Some have opted to bulk delete their e-mail or wean themselves off.

ByABC News via logo
June 17, 2007, 8:07 AM

June 17, 2007 — -- With the total number of sent e-mails increasing at a rate of up to 15 percent annually, some people are going to extremes to manage it all and others are just calling it quits.

"People really felt that e-mail is managing them, instead of the other way around," said Mike Song, an e-mail efficiency expert. "It's a real control issue."

Some folks are so inundated; they've decided to declare what's called "e-mail bankruptcy." That means choosing to delete or ignore a very large number of e-mail messages without ever reading or replying to them.

"E-mail bankruptcy occurs when someone looks at their e-mail inbox, sees 3,000 messages, and says, 'I don't have the time to get back to all these people,'" Song said. "They highlight those messages, hit delete and tell people that, 'Look, I'm not going to be getting back to you via e-mail.'"

A tech blogger, a prominent technology scholar and even techno recording artist Moby have walked way from their inbox, at least for a time.

"People are feeling like a hamster on a wheel with e-mail," Song said. "The more they get, the more they process, and the faster they run on that e-mail hamster wheel, it seems like the less they get done."

Some question whether e-mail bankruptcy is appropriate for most people. "Good Morning America Weekend Edition" decided to test the idea out on Jan D'Alessandro, a mother of two and a corporate executive who fighting to stay on top of her inbox, to see if she could go off e-mail cold turkey for two days.
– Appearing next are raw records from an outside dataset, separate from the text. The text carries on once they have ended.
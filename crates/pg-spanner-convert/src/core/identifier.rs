//! Target identifier handling: sanitising source names into legal Spanner
//! identifiers and allocating collision-free names in the shared namespace.
//!
//! # Namespace
//!
//! Spanner uses a single namespace for table names, foreign key constraint
//! names and index names: an index cannot share a name with a table or with
//! a foreign key. [`Namespace`] tracks every name handed out during one
//! conversion run so that each allocation is unique at the moment it is made
//! and stays unique for the rest of the run. Names are never released.
//!
//! Spanner identifiers are case-insensitive, so `Orders` and `orders`
//! collide. The namespace compares lowercased names but hands back the
//! caller's spelling.

use std::collections::HashSet;

use crate::error::{ConvertError, Result};

/// Maximum identifier length accepted by Spanner.
pub const MAX_IDENTIFIER_LENGTH: usize = 128;

/// Set of identifiers already used by tables, foreign keys and indexes.
///
/// Create one per conversion run; never share it between runs.
#[derive(Debug, Clone, Default)]
pub struct Namespace {
    used: HashSet<String>,
}

impl Namespace {
    /// Create an empty namespace.
    pub fn new() -> Self {
        Self::default()
    }

    /// Whether `name` (compared case-insensitively) is already taken.
    pub fn contains(&self, name: &str) -> bool {
        self.used.contains(&name.to_lowercase())
    }

    /// Mark `name` as taken without deriving an alternative.
    ///
    /// Returns `false` if the name was already present. Used to pre-seed the
    /// namespace with resolved table names.
    pub fn reserve(&mut self, name: &str) -> bool {
        self.used.insert(name.to_lowercase())
    }

    /// Resolve `candidate` to a name not yet in the namespace and record it.
    ///
    /// An unused candidate is returned unchanged. Otherwise `_2`, `_3`, ...
    /// are appended until a free name is found, shortening the candidate so
    /// the result stays within [`MAX_IDENTIFIER_LENGTH`].
    pub fn allocate(&mut self, candidate: &str) -> String {
        let mut name = candidate.to_string();
        let mut suffix = 2;
        while self.contains(&name) {
            let tail = format!("_{}", suffix);
            let room = MAX_IDENTIFIER_LENGTH.saturating_sub(tail.len());
            name = format!("{}{}", truncate_chars(candidate, room), tail);
            suffix += 1;
        }
        self.reserve(&name);
        name
    }

    /// Number of names in the namespace.
    pub fn len(&self) -> usize {
        self.used.len()
    }

    /// Whether no names have been recorded.
    pub fn is_empty(&self) -> bool {
        self.used.is_empty()
    }
}

/// Longest prefix of `s` holding at most `max` characters.
fn truncate_chars(s: &str, max: usize) -> &str {
    match s.char_indices().nth(max) {
        Some((i, _)) => &s[..i],
        None => s,
    }
}

/// Map a source identifier to a legal Spanner identifier.
///
/// Spanner identifiers must start with a letter and contain only ASCII
/// letters, digits and underscores. Other characters become `_`, a name
/// that does not start with a letter is prefixed with `A`, and overlong
/// names are cut to [`MAX_IDENTIFIER_LENGTH`].
///
/// Returns the fixed name and whether it differs from the input.
///
/// # Errors
///
/// Returns `ConvertError::InvalidIdentifier` for an empty name.
pub fn fix_name(name: &str) -> Result<(String, bool)> {
    if name.is_empty() {
        return Err(ConvertError::InvalidIdentifier(name.to_string()));
    }

    let mut fixed: String = name
        .chars()
        .map(|c| if c.is_ascii_alphanumeric() || c == '_' { c } else { '_' })
        .collect();

    if !fixed.starts_with(|c: char| c.is_ascii_alphabetic()) {
        fixed.insert(0, 'A');
    }
    // Only ASCII remains, so byte truncation is safe.
    fixed.truncate(MAX_IDENTIFIER_LENGTH);

    let changed = fixed != name;
    Ok((fixed, changed))
}

/// Quote `s` unless every character is a letter, digit or punctuation.
///
/// Used to make source names readable in provenance comments.
pub fn quote_if_needed(s: &str) -> String {
    if s
        .chars()
        .all(|c| c.is_alphanumeric() || c.is_ascii_punctuation())
    {
        s.to_string()
    } else {
        format!("{:?}", s)
    }
}
//! Collaborator seams of the conversion engine.
//!
//! - [`NameResolver`]: maps source table/column names to target names
//! - [`ReferenceResolver`]: finalizes cross-table references once every
//!   table has been converted
//!
//! Default implementations live in [`crate::names::NameMapper`] and
//! [`crate::orchestrator::ForeignKeyResolver`].

use crate::error::Result;
use crate::target::TargetSchema;

use super::issues::Diagnostics;

/// Maps source identifiers to target identifiers.
///
/// Failures are not fatal to a conversion run: the engine drops the entity
/// that needed the name and records a diagnostic.
pub trait NameResolver {
    /// Target name for a source table.
    fn resolve_table(&mut self, src_table: &str) -> Result<String>;

    /// Target name for a column of a source table.
    ///
    /// `is_key_column` is set when the column is referenced from a primary
    /// key, foreign key or index; such columns must already be known to the
    /// resolver, and an unknown one is an error rather than a new mapping.
    fn resolve_column(
        &mut self,
        src_table: &str,
        src_column: &str,
        is_key_column: bool,
    ) -> Result<String>;
}

/// Resolves references left symbolic after the per-table pass.
///
/// Invoked exactly once per run, on the fully assembled target schema.
pub trait ReferenceResolver {
    /// Fix up `schema` in place, reporting anything that had to be dropped.
    fn resolve(&mut self, schema: &mut TargetSchema, diagnostics: &mut Diagnostics);
}

/// Reference resolver that leaves the schema untouched.
#[derive(Debug, Clone, Copy, Default)]
pub struct NoopResolver;

impl ReferenceResolver for NoopResolver {
    fn resolve(&mut self, _schema: &mut TargetSchema, _diagnostics: &mut Diagnostics) {}
}
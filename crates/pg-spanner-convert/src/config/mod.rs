//! Configuration loading.

mod types;

pub use types::*;

use crate::error::Result;
use std::path::Path;

impl ConvertConfig {
    /// Load configuration from a YAML file.
    pub fn load<P: AsRef<Path>>(path: P) -> Result<Self> {
        let content = std::fs::read_to_string(path)?;
        Self::from_yaml(&content)
    }

    /// Parse configuration from a YAML string.
    pub fn from_yaml(yaml: &str) -> Result<Self> {
        let config: ConvertConfig = serde_yaml::from_str(yaml)?;
        Ok(config)
    }
}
"My reaction was, I can't," she said. "There's no way I can do that. I will implode, my head will pop off."

"And that's the worry -- an inbox that gets out of control," said Becky Worley, an ABC News technology consultant. "Take Jan -- 200 e-mails a day, 1,400 a week, 5,600 a month. If you fall behind, it could take over 100 hours to dig out. But there is one way to clean the slate."